* _Problem to work on_: The answer should be an exact copy of the data.

* _Data for this task_:
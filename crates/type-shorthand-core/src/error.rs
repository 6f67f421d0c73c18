//! Error types for the document layer.

use std::path::PathBuf;

use crate::document::TreeError;

/// Result type alias for document operations.
pub type Result<T> = std::result::Result<T, Error>;

/// Errors that can occur while reading or manipulating a document.
#[derive(Debug, thiserror::Error)]
pub enum Error {
    /// CSS parsing error reported by `cssparser`.
    ///
    /// The reader recovers from malformed statements on its own, so this only
    /// shows up when the tokenizer itself gives up on a statement.
    #[error("CSS parse error at line {line}, column {column}: {message}")]
    Parse {
        message: String,
        line: u32,
        column: u32,
    },

    /// File I/O error.
    #[error("Failed to read stylesheet '{path}': {source}")]
    Io {
        path: PathBuf,
        #[source]
        source: std::io::Error,
    },

    /// Invalid tree operation.
    #[error("Tree error: {0}")]
    Tree(#[from] TreeError),
}

impl Error {
    /// Create a parse error.
    pub fn parse(message: impl Into<String>, line: u32, column: u32) -> Self {
        Self::Parse {
            message: message.into(),
            line,
            column,
        }
    }

    /// Create an I/O error.
    pub fn io(path: impl Into<PathBuf>, source: std::io::Error) -> Self {
        Self::Io {
            path: path.into(),
            source,
        }
    }
}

* _Exercise solution_:
filename crates/type-shorthand-core/src/error.rs
repository 6f67f421d0c73c18
//! Error types for the document layer.

use std::path::PathBuf;

use crate::document::TreeError;

/// Result type alias for document operations.
pub type Result<T> = std::result::Result<T, Error>;

/// Errors that can occur while reading or manipulating a document.
#[derive(Debug, thiserror::Error)]
pub enum Error {
    /// CSS parsing error reported by `cssparser`.
    ///
    /// The reader recovers from malformed statements on its own, so this only
    /// shows up when the tokenizer itself gives up on a statement.
    #[error("CSS parse error at line {line}, column {column}: {message}")]
    Parse {
        message: String,
        line: u32,
        column: u32,
    },

    /// File I/O error.
    #[error("Failed to read stylesheet '{path}': {source}")]
    Io {
        path: PathBuf,
        #[source]
        source: std::io::Error,
    },

    /// Invalid tree operation.
    #[error("Tree error: {0}")]
    Tree(#[from] TreeError),
}

impl Error {
    /// Create a parse error.
    pub fn parse(message: impl Into<String>, line: u32, column: u32) -> Self {
        Self::Parse {
            message: message.into(),
            line,
            column,
        }
    }

    /// Create an I/O error.
    pub fn io(path: impl Into<PathBuf>, source: std::io::Error) -> Self {
        Self::Io {
            path: path.into(),
            source,
        }
    }
}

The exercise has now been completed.